# [What the task requires]
Go through the data line by line. Copy each one holding the string "RecordingKey".

(Data items)
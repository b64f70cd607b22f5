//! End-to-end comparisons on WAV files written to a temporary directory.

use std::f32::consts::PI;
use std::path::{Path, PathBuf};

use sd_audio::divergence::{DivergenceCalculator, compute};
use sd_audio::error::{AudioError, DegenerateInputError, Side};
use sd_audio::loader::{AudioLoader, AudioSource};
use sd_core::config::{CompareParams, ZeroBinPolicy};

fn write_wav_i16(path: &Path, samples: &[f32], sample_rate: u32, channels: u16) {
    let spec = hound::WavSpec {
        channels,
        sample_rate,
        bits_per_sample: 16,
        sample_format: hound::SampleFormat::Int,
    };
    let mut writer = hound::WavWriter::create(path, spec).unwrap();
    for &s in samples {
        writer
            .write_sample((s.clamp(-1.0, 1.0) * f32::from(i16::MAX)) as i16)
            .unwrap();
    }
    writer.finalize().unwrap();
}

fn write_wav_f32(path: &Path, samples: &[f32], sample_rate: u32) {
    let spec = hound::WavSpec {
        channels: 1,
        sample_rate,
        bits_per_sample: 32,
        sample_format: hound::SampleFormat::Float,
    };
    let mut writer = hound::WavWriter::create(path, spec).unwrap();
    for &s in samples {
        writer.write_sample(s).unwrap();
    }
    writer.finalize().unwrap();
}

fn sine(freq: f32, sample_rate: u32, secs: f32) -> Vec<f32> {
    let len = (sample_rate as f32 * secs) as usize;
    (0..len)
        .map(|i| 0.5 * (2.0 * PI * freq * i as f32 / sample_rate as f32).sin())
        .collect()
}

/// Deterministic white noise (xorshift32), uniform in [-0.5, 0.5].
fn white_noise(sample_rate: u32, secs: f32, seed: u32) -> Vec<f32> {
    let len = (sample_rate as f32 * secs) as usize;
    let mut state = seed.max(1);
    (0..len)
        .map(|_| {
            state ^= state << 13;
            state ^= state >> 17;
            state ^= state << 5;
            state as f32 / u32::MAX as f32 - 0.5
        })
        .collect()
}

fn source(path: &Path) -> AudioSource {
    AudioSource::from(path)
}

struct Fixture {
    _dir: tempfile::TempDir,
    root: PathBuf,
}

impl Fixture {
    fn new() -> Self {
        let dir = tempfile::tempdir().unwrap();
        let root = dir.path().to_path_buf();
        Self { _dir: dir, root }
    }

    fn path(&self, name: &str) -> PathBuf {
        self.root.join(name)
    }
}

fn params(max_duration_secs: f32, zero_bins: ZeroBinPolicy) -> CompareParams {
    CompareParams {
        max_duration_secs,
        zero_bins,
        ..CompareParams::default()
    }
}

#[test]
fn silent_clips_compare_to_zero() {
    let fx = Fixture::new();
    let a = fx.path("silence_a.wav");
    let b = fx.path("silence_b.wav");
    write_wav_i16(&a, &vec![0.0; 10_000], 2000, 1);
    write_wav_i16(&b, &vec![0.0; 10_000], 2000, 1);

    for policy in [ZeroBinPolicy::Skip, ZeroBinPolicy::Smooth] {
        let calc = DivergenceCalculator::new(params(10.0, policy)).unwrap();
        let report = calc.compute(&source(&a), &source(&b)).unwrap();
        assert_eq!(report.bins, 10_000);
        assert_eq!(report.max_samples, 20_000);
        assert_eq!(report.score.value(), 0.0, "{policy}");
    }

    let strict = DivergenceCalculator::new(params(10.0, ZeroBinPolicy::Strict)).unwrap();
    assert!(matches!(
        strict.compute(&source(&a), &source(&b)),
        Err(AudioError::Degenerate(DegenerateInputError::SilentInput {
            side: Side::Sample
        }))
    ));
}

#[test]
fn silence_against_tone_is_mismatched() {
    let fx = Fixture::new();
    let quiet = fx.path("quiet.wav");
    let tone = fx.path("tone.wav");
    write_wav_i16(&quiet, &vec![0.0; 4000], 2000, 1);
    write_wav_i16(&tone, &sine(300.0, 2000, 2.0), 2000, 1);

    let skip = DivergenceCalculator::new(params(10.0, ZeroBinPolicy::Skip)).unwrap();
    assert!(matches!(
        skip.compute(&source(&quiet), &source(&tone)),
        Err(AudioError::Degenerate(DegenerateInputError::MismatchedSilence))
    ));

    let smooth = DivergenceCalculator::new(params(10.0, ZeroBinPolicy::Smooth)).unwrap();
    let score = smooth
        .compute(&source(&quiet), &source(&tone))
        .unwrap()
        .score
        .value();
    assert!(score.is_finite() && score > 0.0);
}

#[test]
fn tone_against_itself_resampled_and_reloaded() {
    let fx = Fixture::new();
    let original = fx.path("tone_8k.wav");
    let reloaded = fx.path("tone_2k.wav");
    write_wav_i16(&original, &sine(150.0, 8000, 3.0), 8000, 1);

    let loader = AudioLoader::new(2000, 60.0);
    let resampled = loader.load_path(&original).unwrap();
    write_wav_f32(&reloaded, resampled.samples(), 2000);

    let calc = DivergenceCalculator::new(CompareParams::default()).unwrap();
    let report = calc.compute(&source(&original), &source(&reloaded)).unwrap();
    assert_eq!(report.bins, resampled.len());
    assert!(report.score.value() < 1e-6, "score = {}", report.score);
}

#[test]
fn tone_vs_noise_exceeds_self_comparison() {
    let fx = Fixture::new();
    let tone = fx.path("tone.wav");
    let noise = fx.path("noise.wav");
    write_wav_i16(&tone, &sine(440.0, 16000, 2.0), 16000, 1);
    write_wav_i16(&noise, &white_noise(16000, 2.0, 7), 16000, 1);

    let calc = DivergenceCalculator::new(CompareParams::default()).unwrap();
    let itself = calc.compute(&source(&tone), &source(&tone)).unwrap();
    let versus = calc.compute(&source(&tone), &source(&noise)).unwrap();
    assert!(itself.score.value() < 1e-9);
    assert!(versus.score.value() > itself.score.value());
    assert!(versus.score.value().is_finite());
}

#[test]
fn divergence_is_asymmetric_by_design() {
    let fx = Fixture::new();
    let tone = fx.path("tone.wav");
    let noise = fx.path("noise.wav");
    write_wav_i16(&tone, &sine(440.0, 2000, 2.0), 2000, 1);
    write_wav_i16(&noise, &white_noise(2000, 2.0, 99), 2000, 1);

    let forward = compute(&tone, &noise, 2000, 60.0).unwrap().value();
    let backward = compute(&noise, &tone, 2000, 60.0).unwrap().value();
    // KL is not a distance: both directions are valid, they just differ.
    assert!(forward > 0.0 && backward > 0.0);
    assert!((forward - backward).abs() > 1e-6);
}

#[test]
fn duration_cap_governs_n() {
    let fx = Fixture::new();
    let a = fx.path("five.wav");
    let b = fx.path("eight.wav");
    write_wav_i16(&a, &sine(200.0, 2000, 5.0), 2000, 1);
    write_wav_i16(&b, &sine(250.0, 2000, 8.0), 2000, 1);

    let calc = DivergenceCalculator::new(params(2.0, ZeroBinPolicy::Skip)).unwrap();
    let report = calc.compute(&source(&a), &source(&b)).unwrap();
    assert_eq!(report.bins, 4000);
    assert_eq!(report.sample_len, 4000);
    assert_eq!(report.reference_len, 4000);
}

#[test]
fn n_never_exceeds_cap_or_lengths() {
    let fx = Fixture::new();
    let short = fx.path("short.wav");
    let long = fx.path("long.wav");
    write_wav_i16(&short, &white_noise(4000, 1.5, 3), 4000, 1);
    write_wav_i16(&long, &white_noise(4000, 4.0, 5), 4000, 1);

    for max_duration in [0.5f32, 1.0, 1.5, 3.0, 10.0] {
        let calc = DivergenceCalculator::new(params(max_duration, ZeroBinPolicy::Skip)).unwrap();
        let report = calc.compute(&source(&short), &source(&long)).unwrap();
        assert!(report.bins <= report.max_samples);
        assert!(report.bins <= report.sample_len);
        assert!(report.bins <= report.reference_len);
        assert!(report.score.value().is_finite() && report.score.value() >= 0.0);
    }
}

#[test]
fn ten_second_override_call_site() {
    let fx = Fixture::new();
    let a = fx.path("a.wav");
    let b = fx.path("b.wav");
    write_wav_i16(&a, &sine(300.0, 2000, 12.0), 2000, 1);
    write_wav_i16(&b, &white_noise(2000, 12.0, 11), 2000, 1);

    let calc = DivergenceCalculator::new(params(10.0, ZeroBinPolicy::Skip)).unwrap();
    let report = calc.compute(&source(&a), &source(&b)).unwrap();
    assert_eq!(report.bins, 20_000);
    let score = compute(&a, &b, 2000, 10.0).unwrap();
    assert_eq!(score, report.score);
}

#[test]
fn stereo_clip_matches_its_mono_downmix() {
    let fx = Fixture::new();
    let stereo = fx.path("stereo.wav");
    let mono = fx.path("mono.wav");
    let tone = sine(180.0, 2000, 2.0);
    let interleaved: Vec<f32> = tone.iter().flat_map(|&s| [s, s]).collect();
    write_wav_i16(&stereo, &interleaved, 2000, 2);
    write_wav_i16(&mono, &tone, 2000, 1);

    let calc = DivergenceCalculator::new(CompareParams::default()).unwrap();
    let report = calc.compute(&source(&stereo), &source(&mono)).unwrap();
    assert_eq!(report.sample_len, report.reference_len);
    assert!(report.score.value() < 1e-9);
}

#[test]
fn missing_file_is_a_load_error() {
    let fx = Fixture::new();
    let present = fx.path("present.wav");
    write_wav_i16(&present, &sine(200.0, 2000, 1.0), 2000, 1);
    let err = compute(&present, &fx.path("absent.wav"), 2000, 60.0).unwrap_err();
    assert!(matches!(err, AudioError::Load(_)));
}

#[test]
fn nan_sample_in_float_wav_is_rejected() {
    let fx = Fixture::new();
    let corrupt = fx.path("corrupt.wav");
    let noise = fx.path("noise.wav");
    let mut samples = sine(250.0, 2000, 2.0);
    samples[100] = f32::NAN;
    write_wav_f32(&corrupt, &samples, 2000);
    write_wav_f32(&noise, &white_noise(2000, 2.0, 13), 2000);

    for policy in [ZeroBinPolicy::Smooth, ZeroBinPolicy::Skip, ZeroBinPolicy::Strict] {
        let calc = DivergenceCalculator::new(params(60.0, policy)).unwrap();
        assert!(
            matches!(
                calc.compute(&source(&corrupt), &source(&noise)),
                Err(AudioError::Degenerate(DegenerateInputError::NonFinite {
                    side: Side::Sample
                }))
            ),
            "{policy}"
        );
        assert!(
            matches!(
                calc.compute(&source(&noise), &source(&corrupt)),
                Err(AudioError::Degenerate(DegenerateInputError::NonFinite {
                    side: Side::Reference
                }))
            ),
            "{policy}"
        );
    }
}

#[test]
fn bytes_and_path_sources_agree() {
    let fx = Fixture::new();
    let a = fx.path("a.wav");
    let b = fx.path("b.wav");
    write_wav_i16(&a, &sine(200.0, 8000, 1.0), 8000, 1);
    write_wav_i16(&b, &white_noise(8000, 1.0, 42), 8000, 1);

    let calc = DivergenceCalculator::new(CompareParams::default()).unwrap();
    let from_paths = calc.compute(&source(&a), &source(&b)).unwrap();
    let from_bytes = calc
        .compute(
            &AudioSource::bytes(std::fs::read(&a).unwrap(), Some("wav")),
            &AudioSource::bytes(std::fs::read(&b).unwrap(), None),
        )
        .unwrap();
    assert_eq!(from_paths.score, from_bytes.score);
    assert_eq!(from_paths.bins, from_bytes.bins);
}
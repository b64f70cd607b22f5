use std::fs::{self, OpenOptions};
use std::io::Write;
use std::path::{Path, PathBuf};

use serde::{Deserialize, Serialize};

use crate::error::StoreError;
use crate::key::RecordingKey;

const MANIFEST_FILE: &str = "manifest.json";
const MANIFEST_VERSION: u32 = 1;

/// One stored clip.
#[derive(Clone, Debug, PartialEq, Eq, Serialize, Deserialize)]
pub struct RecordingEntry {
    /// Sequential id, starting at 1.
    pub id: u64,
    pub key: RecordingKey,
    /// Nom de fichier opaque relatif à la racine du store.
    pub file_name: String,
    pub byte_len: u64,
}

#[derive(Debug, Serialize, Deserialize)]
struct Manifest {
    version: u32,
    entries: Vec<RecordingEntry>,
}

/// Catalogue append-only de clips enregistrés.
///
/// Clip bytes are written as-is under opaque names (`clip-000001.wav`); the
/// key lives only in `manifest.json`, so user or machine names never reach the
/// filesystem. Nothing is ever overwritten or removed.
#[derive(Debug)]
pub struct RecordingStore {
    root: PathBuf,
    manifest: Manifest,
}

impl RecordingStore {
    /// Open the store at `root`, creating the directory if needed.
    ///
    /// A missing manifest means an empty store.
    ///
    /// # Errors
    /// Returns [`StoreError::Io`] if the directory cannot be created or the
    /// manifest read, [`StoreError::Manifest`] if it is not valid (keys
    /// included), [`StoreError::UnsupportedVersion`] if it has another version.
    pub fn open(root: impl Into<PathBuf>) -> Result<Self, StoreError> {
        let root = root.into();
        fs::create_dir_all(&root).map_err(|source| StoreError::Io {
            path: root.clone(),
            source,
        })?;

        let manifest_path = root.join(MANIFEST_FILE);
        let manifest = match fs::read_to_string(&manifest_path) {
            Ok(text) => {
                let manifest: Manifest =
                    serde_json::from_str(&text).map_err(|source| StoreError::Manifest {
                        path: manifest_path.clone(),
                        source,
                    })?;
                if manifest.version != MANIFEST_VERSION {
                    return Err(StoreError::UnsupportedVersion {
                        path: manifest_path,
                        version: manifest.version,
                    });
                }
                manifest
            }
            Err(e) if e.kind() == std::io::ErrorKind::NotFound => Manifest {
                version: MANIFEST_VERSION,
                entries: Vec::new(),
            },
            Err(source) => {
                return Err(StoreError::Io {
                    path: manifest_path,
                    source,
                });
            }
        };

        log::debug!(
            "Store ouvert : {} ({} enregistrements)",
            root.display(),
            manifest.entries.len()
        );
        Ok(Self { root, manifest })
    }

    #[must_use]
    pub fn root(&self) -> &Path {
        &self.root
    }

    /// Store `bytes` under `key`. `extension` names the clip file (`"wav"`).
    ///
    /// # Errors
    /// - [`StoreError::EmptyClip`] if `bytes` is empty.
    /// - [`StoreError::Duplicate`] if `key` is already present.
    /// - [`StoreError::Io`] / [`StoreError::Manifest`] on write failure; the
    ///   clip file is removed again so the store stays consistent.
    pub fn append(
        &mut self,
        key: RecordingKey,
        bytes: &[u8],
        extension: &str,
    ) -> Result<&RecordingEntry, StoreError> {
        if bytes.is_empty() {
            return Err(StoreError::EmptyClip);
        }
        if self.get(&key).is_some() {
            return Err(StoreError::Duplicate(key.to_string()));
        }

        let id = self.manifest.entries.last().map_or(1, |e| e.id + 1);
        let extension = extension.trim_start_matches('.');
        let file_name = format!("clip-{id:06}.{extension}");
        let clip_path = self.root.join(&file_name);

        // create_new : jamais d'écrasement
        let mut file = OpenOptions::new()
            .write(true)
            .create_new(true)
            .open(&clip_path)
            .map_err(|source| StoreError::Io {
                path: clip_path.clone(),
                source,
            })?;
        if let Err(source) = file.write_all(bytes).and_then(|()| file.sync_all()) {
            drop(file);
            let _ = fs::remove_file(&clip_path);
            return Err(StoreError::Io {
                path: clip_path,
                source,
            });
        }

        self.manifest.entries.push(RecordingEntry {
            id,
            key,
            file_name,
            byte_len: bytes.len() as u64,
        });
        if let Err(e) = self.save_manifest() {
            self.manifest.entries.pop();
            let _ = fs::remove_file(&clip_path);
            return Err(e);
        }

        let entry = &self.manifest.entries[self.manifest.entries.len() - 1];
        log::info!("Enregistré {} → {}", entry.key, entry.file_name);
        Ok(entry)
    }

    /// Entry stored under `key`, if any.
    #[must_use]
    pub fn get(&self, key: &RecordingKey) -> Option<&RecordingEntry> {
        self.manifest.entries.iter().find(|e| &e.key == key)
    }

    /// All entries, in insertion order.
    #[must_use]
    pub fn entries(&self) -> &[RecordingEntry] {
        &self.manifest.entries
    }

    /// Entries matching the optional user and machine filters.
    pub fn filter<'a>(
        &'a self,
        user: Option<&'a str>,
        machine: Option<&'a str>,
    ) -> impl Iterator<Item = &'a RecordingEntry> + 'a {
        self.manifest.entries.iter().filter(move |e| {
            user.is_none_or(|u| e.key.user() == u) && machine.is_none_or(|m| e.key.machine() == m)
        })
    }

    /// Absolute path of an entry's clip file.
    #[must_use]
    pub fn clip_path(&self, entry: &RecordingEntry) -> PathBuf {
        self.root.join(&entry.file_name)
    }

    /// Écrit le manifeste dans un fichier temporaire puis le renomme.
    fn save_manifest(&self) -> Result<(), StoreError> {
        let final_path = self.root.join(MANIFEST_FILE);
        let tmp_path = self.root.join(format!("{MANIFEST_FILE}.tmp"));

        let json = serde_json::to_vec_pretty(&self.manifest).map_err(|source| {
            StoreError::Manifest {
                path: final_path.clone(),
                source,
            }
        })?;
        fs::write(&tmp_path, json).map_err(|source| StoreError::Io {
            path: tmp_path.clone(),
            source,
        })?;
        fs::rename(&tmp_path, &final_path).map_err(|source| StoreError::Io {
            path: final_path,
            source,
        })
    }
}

# [Task response]
use crate::key::RecordingKey;
    pub key: RecordingKey,
        key: RecordingKey,
    pub fn get(&self, key: &RecordingKey) -> Option<&RecordingEntry> {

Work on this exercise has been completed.